A police officer mans a checkpoint as part of the increased security measures ahead of Afghanistan's elections in Jalalabad
The man who opened fire is understood to be a police officer. The two journalists have been working for the Associated Press (AP).
"Naqibullah, a policeman in Tani district of Khost, opened fire on two foreign journalists. One was killed and one was wounded," Khost provincial spokesman Mobariz Zadran told Reuters.
The incident took place in a remote village near the border with Pakistan. The journalists were with an official from the Independent Election Commission when they were shot at, an interior ministry source told the BBC.
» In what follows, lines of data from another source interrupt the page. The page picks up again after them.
use std::env;
use std::fmt;
use std::net::{IpAddr, SocketAddr};
use std::time::Duration as StdDuration;

use chrono::Duration;

/// Distinguishes runtime behavior for different stages of the service.
#[derive(Debug, Clone, Copy, PartialEq, Eq)]
pub enum AppEnvironment {
    Development,
    Test,
    Production,
}

impl AppEnvironment {
    fn from_str(value: &str) -> Self {
        match value.trim().to_ascii_lowercase().as_str() {
            "prod" | "production" => Self::Production,
            "test" | "ci" => Self::Test,
            _ => Self::Development,
        }
    }
}

/// Top-level configuration for the application.
#[derive(Debug, Clone)]
pub struct AppConfig {
    pub environment: AppEnvironment,
    pub server: ServerConfig,
    pub telemetry: TelemetryConfig,
    pub policy: PolicyConfig,
}

impl AppConfig {
    pub fn load() -> Result<Self, ConfigError> {
        dotenvy::dotenv().ok();

        let environment = AppEnvironment::from_str(
            &env::var("APP_ENV").unwrap_or_else(|_| "development".to_string()),
        );

        let host = env::var("APP_HOST").unwrap_or_else(|_| "127.0.0.1".to_string());
        let port = env::var("APP_PORT")
            .unwrap_or_else(|_| "3000".to_string())
            .parse::<u16>()
            .map_err(|_| ConfigError::InvalidPort)?;

        let log_level = env::var("APP_LOG_LEVEL").unwrap_or_else(|_| "info".to_string());

        let policy = PolicyConfig {
            escrow_hold_hours: parse_policy_var("APP_ESCROW_HOLD_HOURS", 48)?,
            payment_lockout_days: parse_policy_var("APP_PAYMENT_LOCKOUT_DAYS", 7)?,
            lock_wait_millis: parse_policy_var("APP_LOCK_WAIT_MS", 250)?,
        };

        Ok(Self {
            environment,
            server: ServerConfig { host, port },
            telemetry: TelemetryConfig { log_level },
            policy,
        })
    }
}

fn parse_policy_var<T: std::str::FromStr>(key: &'static str, default: T) -> Result<T, ConfigError> {
    match env::var(key) {
        Ok(raw) => raw
            .trim()
            .parse::<T>()
            .map_err(|_| ConfigError::InvalidPolicyValue { key }),
        Err(_) => Ok(default),
    }
}

/// Settings controlling the HTTP server binding.
#[derive(Debug, Clone)]
pub struct ServerConfig {
    pub host: String,
    pub port: u16,
}

impl ServerConfig {
    pub fn socket_addr(&self) -> Result<SocketAddr, ConfigError> {
        if self.host.eq_ignore_ascii_case("localhost") {
            return Ok(SocketAddr::new(IpAddr::from([127, 0, 0, 1]), self.port));
        }

        let ip: IpAddr = self
            .host
            .parse()
            .map_err(|source| ConfigError::InvalidHost { source })?;

        Ok(SocketAddr::new(ip, self.port))
    }
}

/// Tracing controls.
#[derive(Debug, Clone)]
pub struct TelemetryConfig {
    pub log_level: String,
}

/// Workflow timing dials. Single source of truth for the escrow cooling-off
/// window and the payment lockout grace period.
#[derive(Debug, Clone, Copy, PartialEq, Eq)]
pub struct PolicyConfig {
    pub escrow_hold_hours: u32,
    pub payment_lockout_days: u32,
    pub lock_wait_millis: u64,
}

impl PolicyConfig {
    pub fn escrow_hold(&self) -> Duration {
        Duration::hours(i64::from(self.escrow_hold_hours))
    }

    pub fn payment_lockout(&self) -> Duration {
        Duration::days(i64::from(self.payment_lockout_days))
    }

    pub fn lock_wait(&self) -> StdDuration {
        StdDuration::from_millis(self.lock_wait_millis)
    }
}

impl Default for PolicyConfig {
    fn default() -> Self {
        Self {
            escrow_hold_hours: 48,
            payment_lockout_days: 7,
            lock_wait_millis: 250,
        }
    }
}

#[derive(Debug)]
pub enum ConfigError {
    InvalidPort,
    InvalidHost { source: std::net::AddrParseError },
    InvalidPolicyValue { key: &'static str },
}

impl fmt::Display for ConfigError {
    fn fmt(&self, f: &mut fmt::Formatter<'_>) -> fmt::Result {
        match self {
            ConfigError::InvalidPort => write!(f, "APP_PORT must be a valid u16"),
            ConfigError::InvalidHost { .. } => {
                write!(f, "APP_HOST must parse to an IPv4 or IPv6 address")
            }
            ConfigError::InvalidPolicyValue { key } => {
                write!(f, "{key} must be a non-negative integer")
            }
        }
    }
}

impl std::error::Error for ConfigError {
    fn source(&self) -> Option<&(dyn std::error::Error + 'static)> {
        match self {
            ConfigError::InvalidPort | ConfigError::InvalidPolicyValue { .. } => None,
            ConfigError::InvalidHost { source } => Some(source),
        }
    }
}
Police have arrested the suspect and an investigation is underway. The reason for the attack is not known yet. The AP is yet to make a statement on the attack on its employees.
The shooting came despite nearly 2,00,000 troops being deployed across the country for the presidential and provincial elections on Saturday, anticipating disturbances from Taliban insurgents.
Afghanistan has witnessed a series of violent attacks and killings in the last few weeks, leading up to the presidential elections. A provincial council candidate and nine of his supporters were kidnapped and shot dead by the Taliban on Tuesday. Six police officers were killed on Wednesday, after a suicide bomber blew himself up at the gate of the Interior Ministry in Kabul; an attack of which the Taliban have claimed responsibility.
Two journalists were killed in Afghanistan last month as well. Sardar Ahmad, a senior reporter for Agence France-Presse (AFP), was killed along with eight other people by the Taliban insurgents. Nils Horner, a correspondent for Sveriges Radio, was shot dead in a separate incident.
The Taliban militants have pledged to disrupt the presidential and provincial elections, scheduled to take place on 5 April, and threatened those involved in it.
A total of eight candidates, including Abdullah Abdullah, Ashraf Ghani Ahmadzai and Zalmai Rassoul, are in the fray for the presidential post as Hamid Karzai, who has been in power since 2001, cannot remain in office for a third consecutive term, according to the constitution of the country.